[Opening Given information section]
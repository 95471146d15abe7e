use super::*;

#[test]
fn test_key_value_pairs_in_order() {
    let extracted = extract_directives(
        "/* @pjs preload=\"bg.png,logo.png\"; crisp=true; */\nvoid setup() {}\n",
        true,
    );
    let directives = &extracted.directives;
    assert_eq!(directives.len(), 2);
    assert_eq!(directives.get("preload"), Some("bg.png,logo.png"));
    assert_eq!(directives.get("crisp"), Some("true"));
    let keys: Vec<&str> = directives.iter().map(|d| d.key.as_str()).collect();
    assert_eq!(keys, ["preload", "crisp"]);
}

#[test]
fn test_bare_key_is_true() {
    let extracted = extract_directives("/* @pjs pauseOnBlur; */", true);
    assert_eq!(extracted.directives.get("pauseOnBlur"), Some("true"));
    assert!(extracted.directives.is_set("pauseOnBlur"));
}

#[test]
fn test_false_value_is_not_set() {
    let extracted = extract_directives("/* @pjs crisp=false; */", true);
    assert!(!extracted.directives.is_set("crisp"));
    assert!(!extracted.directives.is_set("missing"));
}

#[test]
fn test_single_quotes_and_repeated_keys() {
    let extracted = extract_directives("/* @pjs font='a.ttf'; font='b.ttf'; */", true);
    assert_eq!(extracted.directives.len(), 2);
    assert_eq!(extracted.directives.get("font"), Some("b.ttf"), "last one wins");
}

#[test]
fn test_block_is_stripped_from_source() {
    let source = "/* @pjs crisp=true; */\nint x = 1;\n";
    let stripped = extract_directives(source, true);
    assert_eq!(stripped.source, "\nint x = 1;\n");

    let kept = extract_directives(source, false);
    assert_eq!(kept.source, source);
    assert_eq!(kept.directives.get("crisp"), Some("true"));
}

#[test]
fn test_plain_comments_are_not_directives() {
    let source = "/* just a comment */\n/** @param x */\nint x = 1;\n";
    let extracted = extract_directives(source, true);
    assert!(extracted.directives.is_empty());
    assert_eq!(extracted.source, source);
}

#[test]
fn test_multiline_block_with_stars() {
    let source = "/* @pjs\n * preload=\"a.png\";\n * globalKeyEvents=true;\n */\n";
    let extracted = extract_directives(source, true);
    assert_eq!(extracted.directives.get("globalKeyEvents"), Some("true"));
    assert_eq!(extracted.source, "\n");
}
[Closing Given information section]
[Opening Given information section]
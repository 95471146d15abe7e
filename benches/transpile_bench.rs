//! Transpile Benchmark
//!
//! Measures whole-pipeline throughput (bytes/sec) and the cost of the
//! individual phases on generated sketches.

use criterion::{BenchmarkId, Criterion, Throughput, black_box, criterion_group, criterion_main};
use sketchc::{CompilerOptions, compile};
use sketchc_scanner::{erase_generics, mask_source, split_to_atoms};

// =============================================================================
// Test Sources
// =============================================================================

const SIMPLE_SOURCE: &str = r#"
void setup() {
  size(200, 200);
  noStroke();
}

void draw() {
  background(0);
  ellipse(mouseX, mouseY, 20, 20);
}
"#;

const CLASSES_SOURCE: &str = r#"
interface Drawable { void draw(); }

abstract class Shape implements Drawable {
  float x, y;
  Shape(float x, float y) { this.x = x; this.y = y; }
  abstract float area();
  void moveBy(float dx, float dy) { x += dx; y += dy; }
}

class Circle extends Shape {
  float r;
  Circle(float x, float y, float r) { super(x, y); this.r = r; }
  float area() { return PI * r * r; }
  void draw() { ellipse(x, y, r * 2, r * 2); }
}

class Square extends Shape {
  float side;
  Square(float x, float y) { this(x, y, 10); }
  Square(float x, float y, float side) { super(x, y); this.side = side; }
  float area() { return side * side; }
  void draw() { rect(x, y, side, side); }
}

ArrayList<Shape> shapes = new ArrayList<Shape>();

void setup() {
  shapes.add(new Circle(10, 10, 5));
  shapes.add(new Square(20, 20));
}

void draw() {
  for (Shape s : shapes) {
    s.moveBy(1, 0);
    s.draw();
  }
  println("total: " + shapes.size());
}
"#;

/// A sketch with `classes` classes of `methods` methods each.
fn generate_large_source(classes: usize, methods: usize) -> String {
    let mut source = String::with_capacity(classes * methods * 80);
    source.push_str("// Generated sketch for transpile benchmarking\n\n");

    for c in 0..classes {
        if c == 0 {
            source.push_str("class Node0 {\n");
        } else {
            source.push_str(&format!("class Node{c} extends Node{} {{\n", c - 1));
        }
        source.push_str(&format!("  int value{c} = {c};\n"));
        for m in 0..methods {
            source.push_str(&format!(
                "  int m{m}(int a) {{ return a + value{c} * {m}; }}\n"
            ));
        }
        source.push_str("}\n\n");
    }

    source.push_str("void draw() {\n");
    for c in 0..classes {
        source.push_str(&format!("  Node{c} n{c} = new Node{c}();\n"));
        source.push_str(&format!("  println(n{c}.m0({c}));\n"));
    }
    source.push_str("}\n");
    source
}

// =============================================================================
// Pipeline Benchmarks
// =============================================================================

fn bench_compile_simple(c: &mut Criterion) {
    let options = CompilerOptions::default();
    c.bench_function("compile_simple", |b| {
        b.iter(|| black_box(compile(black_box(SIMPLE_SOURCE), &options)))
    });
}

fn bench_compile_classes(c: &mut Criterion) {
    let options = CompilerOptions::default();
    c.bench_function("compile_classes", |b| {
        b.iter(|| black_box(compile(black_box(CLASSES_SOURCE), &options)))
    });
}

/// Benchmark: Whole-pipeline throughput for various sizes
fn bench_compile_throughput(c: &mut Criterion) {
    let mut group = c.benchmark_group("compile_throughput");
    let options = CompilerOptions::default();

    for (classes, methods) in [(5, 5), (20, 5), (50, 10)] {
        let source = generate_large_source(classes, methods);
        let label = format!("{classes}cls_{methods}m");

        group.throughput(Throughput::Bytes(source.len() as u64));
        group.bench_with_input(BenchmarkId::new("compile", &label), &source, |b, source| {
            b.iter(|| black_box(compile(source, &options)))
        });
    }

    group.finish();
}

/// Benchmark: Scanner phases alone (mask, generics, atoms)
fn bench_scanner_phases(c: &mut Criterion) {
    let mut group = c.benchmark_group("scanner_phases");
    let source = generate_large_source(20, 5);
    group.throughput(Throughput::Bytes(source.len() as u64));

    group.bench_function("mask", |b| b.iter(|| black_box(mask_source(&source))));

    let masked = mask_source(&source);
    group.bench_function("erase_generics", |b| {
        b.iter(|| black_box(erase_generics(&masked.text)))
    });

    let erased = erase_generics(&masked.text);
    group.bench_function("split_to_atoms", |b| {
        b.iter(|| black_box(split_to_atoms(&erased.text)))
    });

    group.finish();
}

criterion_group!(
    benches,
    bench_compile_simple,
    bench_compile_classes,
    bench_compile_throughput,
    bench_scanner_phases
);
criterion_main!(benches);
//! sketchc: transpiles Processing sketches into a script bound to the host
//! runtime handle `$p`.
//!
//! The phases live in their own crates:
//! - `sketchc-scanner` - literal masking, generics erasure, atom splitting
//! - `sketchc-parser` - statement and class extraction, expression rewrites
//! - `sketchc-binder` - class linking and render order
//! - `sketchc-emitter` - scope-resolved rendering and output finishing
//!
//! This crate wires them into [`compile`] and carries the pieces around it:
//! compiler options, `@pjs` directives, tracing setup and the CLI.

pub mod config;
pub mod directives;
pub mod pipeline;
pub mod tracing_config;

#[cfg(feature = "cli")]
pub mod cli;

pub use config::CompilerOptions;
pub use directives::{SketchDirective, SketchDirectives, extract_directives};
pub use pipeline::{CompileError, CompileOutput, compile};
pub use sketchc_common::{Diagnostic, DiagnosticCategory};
[Closing Given information section]
Task description: Copy all lines of the records in which the string "preload" can be found.

Response below:
        "/* @pjs preload=\"bg.png,logo.png\"; crisp=true; */\nvoid setup() {}\n",
    assert_eq!(directives.get("preload"), Some("bg.png,logo.png"));
    assert_eq!(keys, ["preload", "crisp"]);
    let source = "/* @pjs\n * preload=\"a.png\";\n * globalKeyEvents=true;\n */\n";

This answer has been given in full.